POLI 110: Confounding

November 25, 2025

Correlation to Causation

Solutions to Confounding

\(1\). Conditioning:

What is it?
How does it work?
Assumptions?

\(2\). “Design Based” approach

what is it?
how does it work?

Recap

Solutions to Confounding

Must ask…

What comparisons between cases does it involve?
- can you recognize this solution when it is described to you?
- can you describe how to use this solution to test a particular causal claim?
What assumptions are required for it to work?
How does it “solve” confounding?
What trade offs do we make?

Experiment:

Does exposure to mass-shootings increase support for laws restricting access to guns?

What would an experiment look like?:

What confounding is removed?:

What is assumed?:

Internal vs External validity?

Example:

Does exposure to mass-shootings increase support for laws restricting access to guns? (McGinty et al 2013)

What would an experiment look like?: Recruit people into a survey. Randomly assign respondents to read/not read a news story about a mass shooting

What confounding is removed?: All confounding variables

What is assumed?: Random assignment, changing nothing other than \(X\)

Internal vs External validity?

Solution	How Confounding Solved	Which Confounding Removed	Assumes	Internal Validity	External Validity
Experiment	Randomization Breaks \(W \rightarrow X\) link	All confounding variables	\(X\) is random; Change only \(X\)	High	Low

Conditioning

Did Trump rallies cause hate crimes?

data from Feinberg, Branton, and Martinez-Ebers

Possible confounders imagined by Feinberg, Branton, and Martinez-Ebers

Conditioning

conditioning

when we observe \(X\) and \(Y\) for multiple cases, we examine the correlation of \(X\) and \(Y\) within groups of cases that are the same on confounding variables \(W, etc. \ldots\)

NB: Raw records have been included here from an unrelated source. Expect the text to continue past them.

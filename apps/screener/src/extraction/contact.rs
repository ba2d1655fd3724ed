use lazy_static::lazy_static;
use regex::Regex;

use crate::models::ContactInfo;

lazy_static! {
    static ref EMAIL: Regex =
        Regex::new(r"\b[A-Za-z0-9._%+-]+@[A-Za-z0-9.-]+\.[A-Za-z]{2,}\b").unwrap();
    static ref PHONE: Regex =
        Regex::new(r"(?:\+\d{1,3}[-.\s]?)?\(?\d{3}\)?[-.\s]?\d{3}[-.\s]?\d{4}").unwrap();
}

/// First email and first phone number in document order. Shape only, no validation.
pub fn extract_contact(text: &str) -> ContactInfo {
    ContactInfo {
        email: EMAIL.find(text).map(|m| m.as_str().to_string()),
        phone: PHONE.find(text).map(|m| m.as_str().trim().to_string()),
    }
}
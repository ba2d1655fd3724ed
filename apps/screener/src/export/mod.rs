//! Tabular export of screened résumés, one CSV row per record.

use std::collections::BTreeSet;
use std::io::Write;

use serde::Serialize;
use uuid::Uuid;

use crate::errors::ExportError;
use crate::models::ResumeRecord;

const NOT_AVAILABLE: &str = "N/A";
const DATE_FORMAT: &str = "%Y-%m-%d %H:%M:%S";

#[derive(Debug, Clone, PartialEq, Serialize)]
pub struct ExportRow {
    #[serde(rename = "ID")]
    pub id: String,
    #[serde(rename = "Name")]
    pub name: String,
    #[serde(rename = "Email")]
    pub email: String,
    #[serde(rename = "Phone")]
    pub phone: String,
    #[serde(rename = "Filename")]
    pub filename: String,
    #[serde(rename = "Upload Date")]
    pub upload_date: String,
    #[serde(rename = "Score")]
    pub score: String,
    #[serde(rename = "Skills")]
    pub skills: String,
    #[serde(rename = "Experience")]
    pub experience: String,
    #[serde(rename = "Education")]
    pub education: String,
    #[serde(rename = "Matched Keywords")]
    pub matched_keywords: String,
    #[serde(rename = "Missing Keywords")]
    pub missing_keywords: String,
    #[serde(rename = "Status")]
    pub status: String,
}

impl ExportRow {
    pub fn from_record(record: &ResumeRecord) -> Result<Self, ExportError> {
        let result = &record.result;
        let experience = if result.experience.is_empty() {
            NOT_AVAILABLE.to_string()
        } else {
            serde_json::to_string_pretty(&result.experience)?
        };
        let education = if result.education.is_empty() {
            NOT_AVAILABLE.to_string()
        } else {
            serde_json::to_string_pretty(&result.education)?
        };

        Ok(Self {
            id: record.id.to_string(),
            name: or_na(record.name.as_deref()),
            email: or_na(result.contact.email.as_deref()),
            phone: or_na(result.contact.phone.as_deref()),
            filename: record.original_filename.clone(),
            upload_date: record.uploaded_at.format(DATE_FORMAT).to_string(),
            score: match record.job_id {
                Some(_) => format!("{:?}%", result.score),
                None => NOT_AVAILABLE.to_string(),
            },
            skills: join_or_na(&result.skills),
            experience,
            education,
            matched_keywords: join_or_na(&result.matched_keywords),
            missing_keywords: join_or_na(&result.missing_keywords),
            status: result.status.label().to_string(),
        })
    }
}

/// One row per record, optionally restricted to a single job.
pub fn build_rows(
    records: &[ResumeRecord],
    job_filter: Option<Uuid>,
) -> Result<Vec<ExportRow>, ExportError> {
    records
        .iter()
        .filter(|r| job_filter.map_or(true, |job_id| r.job_id == Some(job_id)))
        .map(ExportRow::from_record)
        .collect()
}

/// Writes a header line followed by `rows`.
pub fn write_csv<W: Write>(rows: &[ExportRow], writer: W) -> Result<(), ExportError> {
    let mut csv_writer = csv::Writer::from_writer(writer);
    if rows.is_empty() {
        csv_writer.write_record(HEADERS)?;
    }
    for row in rows {
        csv_writer.serialize(row)?;
    }
    csv_writer.flush()?;
    Ok(())
}

pub const HEADERS: [&str; 13] = [
    "ID",
    "Name",
    "Email",
    "Phone",
    "Filename",
    "Upload Date",
    "Score",
    "Skills",
    "Experience",
    "Education",
    "Matched Keywords",
    "Missing Keywords",
    "Status",
];

fn or_na(value: Option<&str>) -> String {
    value.unwrap_or(NOT_AVAILABLE).to_string()
}

fn join_or_na(items: &BTreeSet<String>) -> String {
    if items.is_empty() {
        NOT_AVAILABLE.to_string()
    } else {
        items.iter().map(String::as_str).collect::<Vec<_>>().join(", ")
    }
}
use poise::serenity_prelude as serenity;
use tracing::{error, info};
use turingbot::giveaways::GiveawayDispatcher;
use turingbot::services::giveaway::GiveawayService;
use turingbot::services::user::UserService;
use turingbot::{commands, config::Config, events, Data};

#[tokio::main]
async fn main() -> anyhow::Result<()> {
    // Initialize logging
    tracing_subscriber::fmt::init();

    // Load configuration
    let config = Config::from_env()?;
    let discord_token = config.discord_token.clone();

    let mut owners = std::collections::HashSet::new();
    if let Some(owner_id) = config.owner_id {
        owners.insert(serenity::UserId::new(owner_id));
    }

    let framework = poise::Framework::builder()
        .options(poise::FrameworkOptions {
            commands: commands::all(),
            owners,
            event_handler: |ctx, event, _framework, data| {
                Box::pin(async move {
                    match event {
                        serenity::FullEvent::Message { new_message } => {
                            if let Err(e) = events::handle_message(ctx, data, new_message).await {
                                error!("Message handler failed: {}", e);
                            }
                        }
                        serenity::FullEvent::ReactionAdd { add_reaction } => {
                            if let Err(e) =
                                events::handle_reaction_add(ctx, data, add_reaction).await
                            {
                                error!("Reaction add handler failed: {}", e);
                            }
                        }
                        serenity::FullEvent::ReactionRemove { removed_reaction } => {
                            if let Err(e) =
                                events::handle_reaction_remove(ctx, data, removed_reaction).await
                            {
                                error!("Reaction remove handler failed: {}", e);
                            }
                        }
                        _ => {}
                    }
                    Ok(())
                })
            },
            ..Default::default()
        })
        .setup(|ctx, _ready, framework| {
            Box::pin(async move {
                info!("Bot is ready!");
                poise::builtins::register_globally(ctx, &framework.options().commands).await?;

                // Set bot status
                ctx.set_activity(Some(serenity::ActivityData::custom(&config.status_message)));

                let db = turingbot::db::Database::new(&config)?;
                db.execute_init()?;

                // Periodic HP regeneration for everyone below max.
                let regen_service = UserService::new(db.clone());
                let regen_interval = config.hp_regen_interval_secs;
                let regen_amount = config.hp_regen_amount;
                tokio::spawn(async move {
                    let mut ticker =
                        tokio::time::interval(std::time::Duration::from_secs(regen_interval));
                    loop {
                        ticker.tick().await;
                        match regen_service.regen_all(regen_amount).await {
                            Ok(0) => {}
                            Ok(n) => info!("Regenerated HP for {} users", n),
                            Err(e) => error!("HP regen cycle failed: {}", e),
                        }
                    }
                });

                // Finish due giveaways in the background.
                let dispatcher = GiveawayDispatcher::new(
                    GiveawayService::new(db.clone()),
                    ctx.http.clone(),
                    config.giveaway_poll_secs,
                    10,
                );
                tokio::spawn(dispatcher.run());

                let server =
                    std::sync::Arc::new(turingbot::gameserver::ServerManager::new(&config));

                Ok(Data {
                    config,
                    http_client: reqwest::Client::new(),
                    db,
                    cooldowns: turingbot::cooldown::CooldownTracker::new(),
                    undercover: turingbot::undercover::UndercoverManager::new(),
                    server,
                })
            })
        })
        .build();

    let intents = serenity::GatewayIntents::non_privileged()
        | serenity::GatewayIntents::MESSAGE_CONTENT
        | serenity::GatewayIntents::GUILD_MESSAGES
        | serenity::GatewayIntents::GUILD_MESSAGE_REACTIONS;

    let mut client = serenity::ClientBuilder::new(&discord_token, intents)
        .framework(framework)
        .await
        .map_err(|e| anyhow::anyhow!("Failed to create client: {}", e))?;

    info!("Starting bot...");
    if let Err(why) = client.start().await {
        error!("Client error: {:?}", why);
    }

    Ok(())
}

How does conditioning solve the problem?

Cases compared have same values on confounding variable(s) \(W\)
In these groups, \(W\) cannot affect \(X\) or \(Y\) (because \(W\) is not moving, it can’t move \(X\) or \(Y\))
“Backdoor path” from \(X\) to \(Y\) is “blocked”

How does conditioning work?

Just kidding!

Example: Conditioning

Feinberg, Branton, and Martinez-Ebers compare hate crimes in counties with and without Trump rallies, but condition on (hold constant):

percent Jewish
number of hate groups
crime rate
2012 Republican vote share
percent university educated
region

Example: Conditioning

County	HC(Yes) Y	HC(No) Y	Rally (X)	Jewish %	Hate Groups	Crime Rate	Rep. %	Univ. %	Region
a	\(More\)	\(\color{red}{Fewer}\)	Yes	2	3	15	53	38	South
	\(\Downarrow\)	\(\Uparrow\)
b	\(\color{red}{More}\)	\(Fewer\)	No	2	3	15	53	38	South

Example: Conditioning

Feinberg, Branton, and Martinez-Ebers find that, even after conditioning, Trump rallies increase the risk of hate crimes by 200%!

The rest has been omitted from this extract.